You gave birth a few months ago. In addition to the daily concerns caused by this new human being, there is a new concern: you are losing your hair! Why and what to do?
A normal phenomenon
“A few months after giving birth, all the hair that did not fall out during pregnancy will fall out. The reason is simple: the loss of estrogen, an important pregnancy hormone. It’s a shock to the body,” says Dr. Thomas Kohn, a dermatologist specializing in hair loss and co-director of the Dermatologic Surgery Training Program at McGill University.
If your hair used to be rather thick, you may feel like it is getting thinner. And if you already didn't have a lot of hair, you may feel like you're going to go bald! "It can be very scary for a woman to lose that much hair," says Dr. Kohn. However, rest assured: the phenomenon is normal. Everything should be back to normal when your hormonal system gets back to normal functioning.
hair loss also occurs when a woman stops taking aoral contraceptive containing estrogen. Proof that it really is the hormones fault!
Hair growth phases
Dr. Kohn explains that there are several phases of hair growth:
- 1. The first phase is the growth phase, called anagen.
- 2. The second phase is the degradation phase, which is called catagen. This is when the hair stops growing.

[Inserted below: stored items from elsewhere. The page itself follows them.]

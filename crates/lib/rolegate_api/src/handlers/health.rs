//! Liveness endpoint.

use axum::Json;
use axum::extract::State;
use serde::Serialize;
use tracing::warn;

use crate::AppState;

#[derive(Debug, Serialize)]
#[serde(rename_all = "camelCase")]
pub struct HealthResponse {
    pub version: &'static str,
    pub store_connected: bool,
}

/// `GET /health` — reports the core version and whether the store answers.
pub async fn health(State(state): State<AppState>) -> Json<HealthResponse> {
    let store_connected = match state.stores.ping().await {
        Ok(()) => true,
        Err(e) => {
            warn!("store ping failed: {e}");
            false
        }
    };
    Json(HealthResponse {
        version: rolegate_core::version(),
        store_connected,
    })
}
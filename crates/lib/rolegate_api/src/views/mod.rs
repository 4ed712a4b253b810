//! JSON view models for the admin screens.
//!
//! Each screen is a [`Page`] whose body is a grid, a detail view or a form.
//! Display values are computed from the record passed in; nothing here
//! reads global state.

pub mod permissions;
pub mod roles;

use serde::Serialize;

/// Page envelope shared by every admin screen.
#[derive(Debug, Clone, Serialize)]
pub struct Page<T> {
    pub header: String,
    pub description: String,
    pub breadcrumb: Vec<Crumb>,
    pub body: T,
}

#[derive(Debug, Clone, Serialize)]
pub struct Crumb {
    pub text: String,
    #[serde(skip_serializing_if = "Option::is_none")]
    pub url: Option<String>,
}

impl Crumb {
    pub fn link(text: impl Into<String>, url: impl Into<String>) -> Self {
        Self {
            text: text.into(),
            url: Some(url.into()),
        }
    }

    pub fn text(text: impl Into<String>) -> Self {
        Self {
            text: text.into(),
            url: None,
        }
    }
}

/// Which screen of a resource a page shows.
#[derive(Debug, Clone, Copy, PartialEq, Eq)]
pub enum Screen {
    List,
    Detail,
    Edit,
    Create,
}

impl Screen {
    fn description(self) -> &'static str {
        match self {
            Screen::List => "List",
            Screen::Detail => "Detail",
            Screen::Edit => "Edit",
            Screen::Create => "Create",
        }
    }

    fn crumb(self) -> &'static str {
        match self {
            Screen::List => "Listing",
            Screen::Detail => "View",
            Screen::Edit => "Editing",
            Screen::Create => "New",
        }
    }
}

/// Build the page envelope for a resource screen.
///
/// `index_url` is the resource listing path without the admin prefix, as the
/// breadcrumb links are resolved relative to it.
pub fn page<T>(title: &str, index_url: &str, screen: Screen, id: Option<i64>, body: T) -> Page<T> {
    let mut breadcrumb = vec![Crumb::link(title, index_url), Crumb::text(screen.crumb())];
    if let Some(id) = id {
        breadcrumb.push(Crumb::text(id.to_string()));
    }
    Page {
        header: title.to_string(),
        description: screen.description().to_string(),
        breadcrumb,
        body,
    }
}

/// Grid column descriptor.
#[derive(Debug, Clone, Serialize)]
pub struct Column {
    pub name: &'static str,
    pub label: &'static str,
    pub sortable: bool,
}

impl Column {
    pub const fn new(name: &'static str, label: &'static str) -> Self {
        Self {
            name,
            label,
            sortable: false,
        }
    }

    pub const fn sortable(name: &'static str, label: &'static str) -> Self {
        Self {
            name,
            label,
            sortable: true,
        }
    }
}

/// Tools available for selected rows. Bulk delete is never offered.
#[derive(Debug, Clone, Serialize)]
pub struct BatchActions {
    pub delete: bool,
}

impl BatchActions {
    pub const fn without_delete() -> Self {
        Self { delete: false }
    }
}

/// Per-row action switches.
#[derive(Debug, Clone, Serialize)]
pub struct RowActions {
    pub view: bool,
    pub edit: bool,
    pub delete: bool,
}

impl RowActions {
    pub const fn all() -> Self {
        Self {
            view: true,
            edit: true,
            delete: true,
        }
    }
}

/// Listing grid.
#[derive(Debug, Clone, Serialize)]
pub struct Grid<R> {
    pub columns: Vec<Column>,
    pub rows: Vec<GridRow<R>>,
    pub batch_actions: BatchActions,
}

#[derive(Debug, Clone, Serialize)]
pub struct GridRow<R> {
    #[serde(flatten)]
    pub record: R,
    pub actions: RowActions,
}

#[derive(Debug, Clone, Copy, PartialEq, Eq, Serialize)]
#[serde(rename_all = "camelCase")]
pub enum FieldKind {
    Display,
    Text,
    Textarea,
    MultipleSelect,
    Listbox,
}

#[derive(Debug, Clone, Serialize)]
pub struct SelectOption {
    pub value: serde_json::Value,
    pub label: String,
}

/// One input of a create/edit form.
#[derive(Debug, Clone, Serialize)]
pub struct FormField {
    pub kind: FieldKind,
    pub name: &'static str,
    pub label: &'static str,
    #[serde(skip_serializing_if = "Vec::is_empty")]
    pub rules: Vec<&'static str>,
    #[serde(skip_serializing_if = "Option::is_none")]
    pub help: Option<&'static str>,
    #[serde(skip_serializing_if = "Vec::is_empty")]
    pub options: Vec<SelectOption>,
    pub value: serde_json::Value,
}

impl FormField {
    pub fn new(kind: FieldKind, name: &'static str, label: &'static str) -> Self {
        Self {
            kind,
            name,
            label,
            rules: Vec::new(),
            help: None,
            options: Vec::new(),
            value: serde_json::Value::Null,
        }
    }

    pub fn required(mut self) -> Self {
        self.rules.push("required");
        self
    }

    pub fn help(mut self, help: &'static str) -> Self {
        self.help = Some(help);
        self
    }

    pub fn options(mut self, options: Vec<SelectOption>) -> Self {
        self.options = options;
        self
    }

    pub fn value(mut self, value: impl Into<serde_json::Value>) -> Self {
        self.value = value.into();
        self
    }
}

/// Create or edit form.
#[derive(Debug, Clone, Serialize)]
pub struct Form {
    /// Where the form submits to.
    pub action: String,
    /// `POST` for create, `PUT` for update.
    pub method: &'static str,
    pub fields: Vec<FormField>,
}

/// Detail view: ordered label/value pairs.
#[derive(Debug, Clone, Serialize)]
pub struct Detail {
    pub fields: Vec<DetailField>,
}

#[derive(Debug, Clone, Serialize)]
pub struct DetailField {
    pub name: &'static str,
    pub label: &'static str,
    pub value: serde_json::Value,
}

impl DetailField {
    pub fn new(name: &'static str, label: &'static str, value: impl Into<serde_json::Value>) -> Self {
        Self {
            name,
            label,
            value: value.into(),
        }
    }
}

- 3. The third phase is a resting phase called telogen. The hair waits for a new hair to take root before it falls out.
- 4. The fourth phase is the fall. The hair falls, leaving room for the relief.
And the cycle repeats, and so on.
Facts about hair and body hair
- The average human body has 5 million hairs.
- The head is covered with about 100,000 hairs.
- The only parts of the body without hair are the lips, the palms of the hands and the soles of the feet.
- Hair grows at the rate of about half an inch per month.
- Each hair grows for 6 years before falling out.
If you make the mistake of going to Google to find solutions to your hair loss, it could cost you dearly! Indeed, “miraculous” products abound and the marketing formulas are rather convincing. Don't be fooled: the super shampoo at an exorbitant price (thus letting you believe that it must be really effective) will not change anything.this normal physiological phenomenon.
That being said, Dr. Kohn mentions that it is still important to have good hair hygiene. "It's always good to take good care of your hair, wash it, comb it," he says.
If this hair loss situation is stressing you out or worrying you, why not go for a little cut? An hour at the hairdresser can do wonders for your general well-being when you have recently given birth!